La Cour d'appel du neuvième circuit a rendu une décision mercredi selon laquelle YouTube, une filiale de Google, est une plateforme privée et n'est donc pas soumise au premier amendement de la Constitution des Etats-Unis. En prenant cette décision, la Cour a également rejeté le plaidoyer de PragerU, une organisation conservatrice à but non lucratif qui crée du contenu conservateur, qui a poursuivi YouTube dans l'espoir que les tribunaux l'obligeraient à se comporter comme une entreprise de service public. Prager Université a déclaré que la société ne devrait pas être autorisée à placer ses vidéos en "mode restreint".
PragerU a poursuivi YouTube en octobre 2017, affirmant que le site de vidéos appartenant à Google « censurait illégalement ses vidéos éducatives et exerçait une discrimination à l'encontre de son droit à la liberté d'expression », plaçant une partie des clips de l'association à but non lucratif en "mode restreint", un paramètre optionnel qu’une infime partie des utilisateurs de YouTube choisit pour ne pas voir les contenus ayant des thèmes adultes.

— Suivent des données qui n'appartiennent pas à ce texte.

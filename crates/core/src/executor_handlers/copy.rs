//! `<copy>`/`<intercept>`: verbatim copy of a document fragment with tag-based replacement.
//!
//! Copied attributes and text are written as found; no `${}` substitution is
//! applied to the copied fragment. Only intercept replacements are processed
//! as template content.

use crate::directive::Directive;
use crate::error::TemplateError;
use crate::executor::TemplateExecutor;
use crate::executor_handlers::literals::{output_attribute, output_name};
use xtemplate_dom::{NodeKind, NodeRef};
use xtemplate_expr::Value;
use xtemplate_writer::OutputSink;

/// Replacement for copied elements with a given tag name, valid for one `<copy>`.
#[derive(Debug, Clone)]
pub(crate) struct Intercept {
    tag_name: String,
    replacement: NodeRef,
    capture: Option<String>,
}

impl TemplateExecutor {
    pub(crate) fn handle_copy(
        &mut self,
        element: &NodeRef,
        sink: &mut dyn OutputSink,
    ) -> Result<(), TemplateError> {
        let Some(target) = self.substituted_attribute(element, "element")? else {
            return Err(TemplateError::config(element, "<copy> element missing").with_attribute("element"));
        };
        let mut scope = self.enter_scope(element);
        let source = match scope.evaluate(element, "element", &target)? {
            Value::Element(node) if node.is_element() => node,
            _ => {
                return Err(TemplateError::type_error(element, "<copy> must specify element")
                    .with_attribute("element"));
            }
        };
        let include = match scope.substituted_attribute(element, "option")?.as_deref() {
            None => false,
            Some("include") => true,
            Some(other) => {
                return Err(TemplateError::config(
                    element,
                    format!("<copy> option not recognised - {}", other),
                )
                .with_attribute("option"));
            }
        };
        let intercepts = scope.collect_intercepts(element)?;
        log::debug!(
            "Copying <{}> with {} intercept(s)",
            source.tag_name().unwrap_or_default(),
            intercepts.len()
        );
        if include {
            scope.copy_element(&source, &intercepts, sink)
        } else {
            scope.copy_contents(&source, &intercepts, sink)
        }
    }

    fn collect_intercepts(&self, element: &NodeRef) -> Result<Vec<Intercept>, TemplateError> {
        let mut intercepts = Vec::new();
        for child in element.children() {
            if !child.is_element() {
                if !child.is_comment_or_whitespace() {
                    return Err(TemplateError::config(element, "Illegal content within <copy>"));
                }
                continue;
            }
            if !self.is_included(&child)? {
                continue;
            }
            if self.directive(&child) != Directive::Intercept {
                return Err(TemplateError::config(&child, "Illegal element within <copy>"));
            }
            let Some(tag_name) = self.substituted_attribute(&child, "element")? else {
                return Err(TemplateError::config(&child, "<intercept> element missing")
                    .with_attribute("element"));
            };
            let capture = self.identifier_attribute(&child, "name", "Invalid name on <intercept>")?;
            intercepts.push(Intercept {
                tag_name,
                replacement: child.clone(),
                capture,
            });
        }
        Ok(intercepts)
    }

    fn copy_element(
        &mut self,
        node: &NodeRef,
        intercepts: &[Intercept],
        sink: &mut dyn OutputSink,
    ) -> Result<(), TemplateError> {
        let Some(element) = node.as_element() else {
            return Ok(());
        };
        if let Some(intercept) = intercepts.iter().find(|i| i.tag_name == element.tag_name) {
            let replacement = &intercept.replacement;
            let mut scope = self.enter_scope(replacement);
            if let Some(capture) = &intercept.capture {
                scope.bind_variable(replacement, capture, Value::Element(node.clone()))?;
            }
            return scope.process_contents(replacement, true, sink);
        }
        let attributes: Vec<_> = element
            .attributes
            .iter()
            .filter(|attr| !self.is_reserved(attr))
            .map(|attr| output_attribute(attr, attr.value.clone()))
            .collect();
        let name = output_name(element);
        sink.start_element(&name, &attributes)?;
        self.copy_contents(node, intercepts, sink)?;
        sink.end_element(&name)?;
        Ok(())
    }

    fn copy_contents(
        &mut self,
        node: &NodeRef,
        intercepts: &[Intercept],
        sink: &mut dyn OutputSink,
    ) -> Result<(), TemplateError> {
        let mut scope = self.enter_scope(node);
        for child in node.children() {
            match child.kind() {
                NodeKind::Element(_) => scope.copy_element(&child, intercepts, sink)?,
                NodeKind::CData(data) => {
                    sink.start_cdata()?;
                    sink.characters(data)?;
                    sink.end_cdata()?;
                }
                NodeKind::Text(data) => sink.characters(data)?,
                _ => {}
            }
        }
        Ok(())
    }
}
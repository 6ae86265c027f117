mod common;

use common::TestResult;
use std::fs;
use std::io::{Read, Write};
use std::net::TcpListener;
use std::sync::Arc;
use std::thread::{self, JoinHandle};
use url::Url;
use xtemplate_core::{
    DEFAULT_NAMESPACE, DocumentCache, DocumentLoader, ErrorKind, HttpSource, InMemorySource,
    TemplateError, TemplateProcessor, UrlSource,
};

fn xt(body: &str) -> String {
    common::template(body)
}

fn site(pages: &[(&str, String)]) -> Result<DocumentLoader, TemplateError> {
    common::init_logging();
    let source = Arc::new(InMemorySource::new());
    for (url, content) in pages {
        source
            .add(url, content.clone())
            .map_err(|e| TemplateError::new(ErrorKind::Include, e.to_string()))?;
    }
    Ok(DocumentLoader::new(source))
}

fn render_page(loader: DocumentLoader, url: &str) -> Result<String, Box<dyn std::error::Error>> {
    let p = TemplateProcessor::from_url(&Url::parse(url)?, loader)?;
    Ok(p.render_to_string()?)
}

// ============================================================================
// Relative resolution
// ============================================================================

#[test]
fn test_nested_includes_resolve_against_their_own_url() -> TestResult {
    let loader = site(&[
        (
            "mem://site/pages/main.xml",
            xt(r#"<page><xt:include href="../parts/header.xml"/></page>"#),
        ),
        (
            "mem://site/parts/header.xml",
            xt(r#"<header><xt:include href="logo.xml"/></header>"#),
        ),
        ("mem://site/parts/logo.xml", "<img src=\"logo.png\"/>".to_string()),
    ])?;
    assert_eq!(
        render_page(loader, "mem://site/pages/main.xml")?,
        r#"<page><header><img src="logo.png"/></header></page>"#
    );
    Ok(())
}

#[test]
fn test_included_template_sees_caller_bindings() -> TestResult {
    let loader = site(&[
        (
            "mem://t/main.xml",
            xt(r#"<xt:set name="title" value="'Home'"/><xt:macro name="shout">${text}!</xt:macro><xt:include href="part.xml"/>"#),
        ),
        (
            "mem://t/part.xml",
            xt(r#"<h1>${title}</h1><xt:call name="shout"><xt:param name="text" value="title"/></xt:call>"#),
        ),
    ])?;
    assert_eq!(render_page(loader, "mem://t/main.xml")?, "<h1>Home</h1>Home!");
    Ok(())
}

#[test]
fn test_include_bindings_do_not_leak() -> TestResult {
    let loader = site(&[
        (
            "mem://t/main.xml",
            xt(r#"<xt:include href="part.xml"/>${inner}"#),
        ),
        ("mem://t/part.xml", xt(r#"<xt:set name="inner" value="1"/>"#)),
    ])?;
    let err = render_page(loader, "mem://t/main.xml").unwrap_err();
    let err = err.downcast_ref::<TemplateError>().ok_or("not a template error")?;
    assert_eq!(err.kind(), ErrorKind::Expression);
    Ok(())
}

#[test]
fn test_include_href_is_substituted() -> TestResult {
    let loader = site(&[
        ("mem://t/main.xml", xt(r#"<xt:include href="${name}.xml"/>"#)),
        ("mem://t/footer.xml", "<footer/>".to_string()),
    ])?;
    let mut p = TemplateProcessor::from_url(&Url::parse("mem://t/main.xml")?, loader)?;
    p.set_variable("name", "footer")?;
    assert_eq!(p.render_to_string()?, "<footer/>");
    Ok(())
}

// ============================================================================
// Failures
// ============================================================================

#[test]
fn test_missing_include() -> TestResult {
    let loader = site(&[("mem://t/main.xml", xt(r#"<xt:include href="gone.xml"/>"#))])?;
    let p = TemplateProcessor::from_url(&Url::parse("mem://t/main.xml")?, loader)?;
    let err = p.render_to_string().unwrap_err();
    assert_eq!(err.kind(), ErrorKind::Include);
    assert_eq!(err.message(), "Document not found - mem://t/gone.xml");
    assert_eq!(err.attribute(), Some("href"));
    Ok(())
}

#[test]
fn test_include_without_href() -> TestResult {
    let err = common::render_error("<xt:include/>");
    assert_eq!(err.message(), "HRef missing");
    Ok(())
}

#[test]
fn test_unparseable_include() -> TestResult {
    let loader = site(&[
        ("mem://t/main.xml", xt(r#"<xt:include href="bad.xml"/>"#)),
        ("mem://t/bad.xml", "<open>".to_string()),
    ])?;
    let p = TemplateProcessor::from_url(&Url::parse("mem://t/main.xml")?, loader)?;
    let err = p.render_to_string().unwrap_err();
    assert_eq!(err.kind(), ErrorKind::Include);
    assert!(
        err.message().starts_with("Parsing error reading URL - mem://t/bad.xml"),
        "{}",
        err.message()
    );
    Ok(())
}

#[test]
fn test_recursive_include_is_stopped() -> TestResult {
    let loader = site(&[("mem://t/loop.xml", xt(r#"<xt:include href="loop.xml"/>"#))])?;
    let p = TemplateProcessor::from_url(&Url::parse("mem://t/loop.xml")?, loader)?;
    let err = p.render_to_string().unwrap_err();
    assert_eq!(err.message(), "Includes nested too deeply - loop.xml");
    Ok(())
}

// ============================================================================
// Caching and files
// ============================================================================

#[test]
fn test_shared_cache_loads_once() -> TestResult {
    common::init_logging();
    let source = Arc::new(InMemorySource::new());
    source.add("mem://t/main.xml", xt(r#"<xt:include href="part.xml"/>"#))?;
    source.add("mem://t/part.xml", "<part/>")?;
    let cache = Arc::new(DocumentCache::new());
    let loader = DocumentLoader::with_cache(source, cache.clone());

    let main = Url::parse("mem://t/main.xml")?;
    let first = TemplateProcessor::from_url(&main, loader.clone())?;
    let second = TemplateProcessor::from_url(&main, loader)?;
    assert_eq!(first.render_to_string()?, "<part/>");
    assert_eq!(second.render_to_string()?, "<part/>");
    assert_eq!(cache.len(), 2);
    assert!(Arc::ptr_eq(first.document(), second.document()));
    Ok(())
}

#[test]
fn test_include_from_files() -> TestResult {
    common::init_logging();
    let dir = tempfile::tempdir()?;
    fs::create_dir(dir.path().join("parts"))?;
    fs::write(
        dir.path().join("main.xml"),
        format!(
            r#"<xt:template xmlns:xt="{}"><body><xt:include href="parts/nav.xml"/></body></xt:template>"#,
            DEFAULT_NAMESPACE
        ),
    )?;
    fs::write(
        dir.path().join("parts/nav.xml"),
        format!(
            r#"<nav xmlns:xt="{}"><a xt:if="true" href="../index.html">home</a></nav>"#,
            DEFAULT_NAMESPACE
        ),
    )?;

    let p = TemplateProcessor::from_file(dir.path().join("main.xml"))?;
    assert_eq!(
        p.render_to_string()?,
        r#"<body><nav><a href="../index.html">home</a></nav></body>"#
    );
    Ok(())
}

// ============================================================================
// HTTP
// ============================================================================

/// Answers a single request on a local port with `status` and `body`.
fn serve_once(
    status: &'static str,
    content_type: &'static str,
    body: &'static [u8],
) -> std::io::Result<(String, JoinHandle<()>)> {
    let listener = TcpListener::bind("127.0.0.1:0")?;
    let address = listener.local_addr()?;
    let handle = thread::spawn(move || {
        let Ok((mut stream, _)) = listener.accept() else {
            return;
        };
        let mut request = Vec::new();
        let mut buffer = [0u8; 1024];
        while !request.windows(4).any(|w| w == b"\r\n\r\n") {
            match stream.read(&mut buffer) {
                Ok(0) | Err(_) => break,
                Ok(n) => request.extend_from_slice(&buffer[..n]),
            }
        }
        let head = format!(
            "HTTP/1.1 {}\r\nContent-Type: {}\r\nContent-Length: {}\r\nConnection: close\r\n\r\n",
            status,
            content_type,
            body.len()
        );
        let _ = stream.write_all(head.as_bytes());
        let _ = stream.write_all(body);
    });
    Ok((format!("http://{}/part.xml", address), handle))
}

fn http_loader() -> Result<DocumentLoader, Box<dyn std::error::Error>> {
    let client = reqwest::blocking::Client::builder().no_proxy().build()?;
    let source = UrlSource::new().with_scheme("http", Arc::new(HttpSource::with_client(client)));
    Ok(DocumentLoader::new(Arc::new(source)))
}

#[test]
fn test_include_over_http_uses_response_charset() -> TestResult {
    common::init_logging();
    let (url, server) = serve_once(
        "200 OK",
        "text/xml; charset=ISO-8859-1",
        b"<p>caf\xe9</p>",
    )?;
    let p = TemplateProcessor::parse(&xt(&format!(r#"<xt:include href="{}"/>"#, url)))?
        .with_loader(http_loader()?);
    assert_eq!(p.render_to_string()?, "<p>caf\u{e9}</p>");
    server.join().map_err(|_| "server thread panicked")?;
    Ok(())
}

#[test]
fn test_include_over_http_not_found() -> TestResult {
    common::init_logging();
    let (url, server) = serve_once("404 Not Found", "text/plain", b"missing")?;
    let p = TemplateProcessor::parse(&xt(&format!(r#"<xt:include href="{}"/>"#, url)))?
        .with_loader(http_loader()?);
    let err = p.render_to_string().unwrap_err();
    assert_eq!(err.kind(), ErrorKind::Include);
    assert_eq!(err.message(), format!("Document not found - {}", url));
    server.join().map_err(|_| "server thread panicked")?;
    Ok(())
}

PragerU a déclaré dans son procès que YouTube avait réduit son audience et ses revenus par « l'utilisation arbitraire et capricieuse de filtres de restriction de l'audience en "mode restreint" et de "démonétisation" ». PragerU a affirmé qu'elle était visée par YouTube en raison de son « identité politique et de son point de vue en tant qu'organisation à but non lucratif qui épouse des vues conservatrices sur les événements actuels et historiques ».
Mais un juge de la Cour de district des États-Unis a rejeté le procès de PragerU contre Google et YouTube, et un panel de trois juges de la Cour d'appel des États-Unis pour le 9e circuit a confirmé ce rejet dans un jugement unanime le mercredi. « L'affirmation de PragerU selon laquelle YouTube a censuré le discours de PragerU se heurte à un obstacle de taille : YouTube est une entité privée. La clause de liberté d'expression du premier amendement interdit au gouvernement - et non à un parti privé - d'abréger le discours », ont écrit les juges.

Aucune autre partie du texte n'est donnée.